Over a third of top managers focus on environmental and species diversity concerns, with their operations primarily based in Europe.
Europe continues to dominate the global sustainable finance landscape, managing around 83-84% of the world’s Environmental, Social, and Governance (ESG) assets and sustainable funds. This commitment to sustainability is evident in the EU's regulatory framework, with the Sustainable Finance Disclosure Regulation (SFDR) being actively revised to simplify and sharpen sustainability reporting.
In contrast, the United States has experienced a marked political backlash against ESG investing, particularly since the return of Donald Trump’s administration in 2025. This unfavourable environment has led to a retreat from climate alliances and a reduction in ESG focus among some leading asset managers. Regulatory rollbacks, such as the stopping of support for the Climate Disclosure rule and the reconsideration of the repeal of the Investment Duties rule, have further weakened the commitment to net zero and climate targets.

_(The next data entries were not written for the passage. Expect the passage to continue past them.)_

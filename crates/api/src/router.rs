//! HTTP surface assembly, shared by `main.rs` and the integration tests.

use std::time::Duration;

use axum::http::header::{AUTHORIZATION, CONTENT_TYPE};
use axum::http::{HeaderName, Method, StatusCode};
use axum::Router;
use tower_http::catch_panic::CatchPanicLayer;
use tower_http::compression::CompressionLayer;
use tower_http::cors::CorsLayer;
use tower_http::request_id::{MakeRequestUuid, PropagateRequestIdLayer, SetRequestIdLayer};
use tower_http::services::ServeDir;
use tower_http::timeout::TimeoutLayer;
use tower_http::trace::{DefaultMakeSpan, DefaultOnResponse, TraceLayer};
use tracing::Level;

use crate::config::ServerConfig;
use crate::routes;
use crate::state::AppState;

/// Build the full application [`Router`] with all middleware layers.
///
/// Every route except `/api/v1/ai` runs under the request timeout.
/// Generation walks several backends in turn, each bounded by the
/// orchestrator's own per-attempt deadline, so one hung backend must not
/// consume the budget the next candidate needs.
///
/// Uploaded objects are served from `upload.dir` when the public base URL
/// is a local path (starts with `/`); otherwise another host serves them.
///
/// Shared middleware, outermost first: CORS, request id, tracing, request
/// id propagation, gzip, panic recovery.
pub fn build_app_router(state: AppState, config: &ServerConfig) -> Router {
    let cors = build_cors_layer(config);
    let request_id_header = HeaderName::from_static("x-request-id");
    let request_timeout = TimeoutLayer::with_status_code(
        StatusCode::REQUEST_TIMEOUT,
        Duration::from_secs(config.request_timeout_secs),
    );

    // `layer` only wraps the routes registered before it.
    let api = routes::api_routes()
        .layer(request_timeout.clone())
        .nest("/ai", routes::ai::router());

    let mut router = Router::new()
        .merge(routes::health::router().layer(request_timeout))
        .nest("/api/v1", api);

    let public_base = config.upload.public_base_url.trim_end_matches('/');
    if public_base.starts_with('/') && public_base.len() > 1 {
        router = router.nest_service(public_base, ServeDir::new(&config.upload.dir));
    }

    router
        .layer(CatchPanicLayer::new())
        .layer(CompressionLayer::new())
        .layer(PropagateRequestIdLayer::new(request_id_header.clone()))
        .layer(
            TraceLayer::new_for_http()
                .make_span_with(DefaultMakeSpan::new().level(Level::INFO))
                .on_response(DefaultOnResponse::new().level(Level::INFO)),
        )
        .layer(SetRequestIdLayer::new(request_id_header, MakeRequestUuid))
        .layer(cors)
        .with_state(state)
}

/// Build the CORS middleware layer from server configuration.
///
/// Panics at startup if any configured origin is invalid.
pub fn build_cors_layer(config: &ServerConfig) -> CorsLayer {
    let origins: Vec<_> = config
        .cors_origins
        .iter()
        .map(|o| {
            o.parse()
                .unwrap_or_else(|e| panic!("Invalid CORS origin '{o}': {e}"))
        })
        .collect();

    CorsLayer::new()
        .allow_origin(origins)
        .allow_methods([Method::GET, Method::POST, Method::PUT, Method::DELETE])
        .allow_headers([CONTENT_TYPE, AUTHORIZATION])
        .allow_credentials(true)
        .max_age(Duration::from_secs(3600))
}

European asset managers emphasise stewardship and long-term value creation with sustainability and biodiversity as integrated pillars of their investment strategies, supported by evolving regulations and investor demands. In the U.S., the focus has shifted away from aggressive climate commitments due to political and regulatory pressures, with some leading asset managers deprioritising biodiversity and climate practices to avoid political fallout.

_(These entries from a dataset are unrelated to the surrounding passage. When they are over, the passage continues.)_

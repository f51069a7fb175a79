//! Repository for the `images` table.

use coauthor_core::images::ImageStatus;
use sqlx::PgPool;

use crate::models::image::{CreateImage, Image};

/// Column list shared across queries to avoid repetition.
const COLUMNS: &str = "id, post_id, uploader_id, storage_key, url, status, width, height, \
                       byte_size, format, created_at, updated_at";

/// Provides persistence for uploaded image references.
pub struct ImageRepo;

impl ImageRepo {
    /// Record an upload. New images always start as `PENDING`.
    pub async fn create(pool: &PgPool, input: &CreateImage) -> Result<Image, sqlx::Error> {
        let query = format!(
            "INSERT INTO images
                (post_id, uploader_id, storage_key, url, status, width, height, byte_size, format)
             VALUES ($1, $2, $3, $4, $5, $6, $7, $8, $9)
             RETURNING {COLUMNS}"
        );
        sqlx::query_as::<_, Image>(&query)
            .bind(input.post_id)
            .bind(input.uploader_id)
            .bind(&input.storage_key)
            .bind(&input.url)
            .bind(ImageStatus::Pending.as_str())
            .bind(input.width)
            .bind(input.height)
            .bind(input.byte_size)
            .bind(&input.format)
            .fetch_one(pool)
            .await
    }
}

Despite some funding dips in climate technology equity in early 2025, Europe maintains robust policy support and is expected to recover, with increasing interest in emerging technologies like hydrogen and carbon capture. U.S. investment in climate tech has declined, particularly in more mature technologies, although investments in AI-driven climate solutions remain strong and predominantly U.S.-based.

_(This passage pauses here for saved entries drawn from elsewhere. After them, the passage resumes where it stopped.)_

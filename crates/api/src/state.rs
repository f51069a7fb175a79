use std::sync::Arc;

use coauthor_ai::Orchestrator;

use crate::config::ServerConfig;
use crate::storage::ObjectStore;
use crate::ws::WsManager;

/// Shared application state available to all Axum handlers via `State<AppState>`.
///
/// Cheaply cloneable. The fan-out registry is constructed once in `main`
/// (or the test harness) before the router exists, so every handler that
/// broadcasts is guaranteed an initialized [`WsManager`].
#[derive(Clone)]
pub struct AppState {
    /// Database connection pool.
    pub pool: coauthor_db::DbPool,
    pub config: Arc<ServerConfig>,
    /// Realtime notification fan-out (browser clients).
    pub ws_manager: Arc<WsManager>,
    /// AI generation with ordered backend fallback.
    pub generator: Arc<Orchestrator>,
    /// Where uploaded images are written.
    pub object_store: Arc<dyn ObjectStore>,
}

The survey results indicate a trend towards more sustainable finance practices in Europe, with 87% of the surveyed asset managers having defined metrics and targets for climate change. In comparison, the United States has the highest percentage of investment managers with low ESG scores, with 13%. The gap between the US and Europe in sustainable finance practices is narrowing, but a significant divergence remains, especially regarding climate change and biodiversity practices among asset managers.
The survey, conducted by the consulting firm Prometeia in its fourth edition of the "Sustainable asset management survey", involved a sample of approximately 50 international asset managers, representing a total of €26 trillion in assets under management. The results suggest a need for improvement in sustainable finance practices in the United States, with only 47% of the surveyed asset managers having defined metrics and targets for biodiversity, compared to 84% for climate change.
In conclusion, Europe remains the global leader in sustainable finance focused on climate change and biodiversity, supported by robust regulations and investor engagement. The United States, however, is currently experiencing a political and regulatory headwind that has caused many asset managers to reduce their climate and sustainability commitments. However, interest in ESG continues globally, suggesting potential for future evolution in both regions.
- The commitment to sustainability and environmental science in Europe's financial sector is significantly stronger than in the United States, with European asset managers prioritizing stewardship, long-term value creation, and integrating sustainability and biodiversity into their investment strategies.
- In contrast, the political climate in the United States has led to a retreat from climate alliances, reduction in ESG focus among some leading asset managers, and regulatory rollbacks, such as the stopping of support for the Climate Disclosure rule and the reconsideration of the repeal of the Investment Duties rule.
- The survey results show a trend towards more sustainable finance practices in Europe, with a higher percentage of asset managers having defined metrics and targets for climate change and biodiversity compared to the United States, where a larger number of investment managers have low ESG scores. This gap between the US and Europe in sustainable finance practices, particularly regarding climate change and biodiversity, remains significant.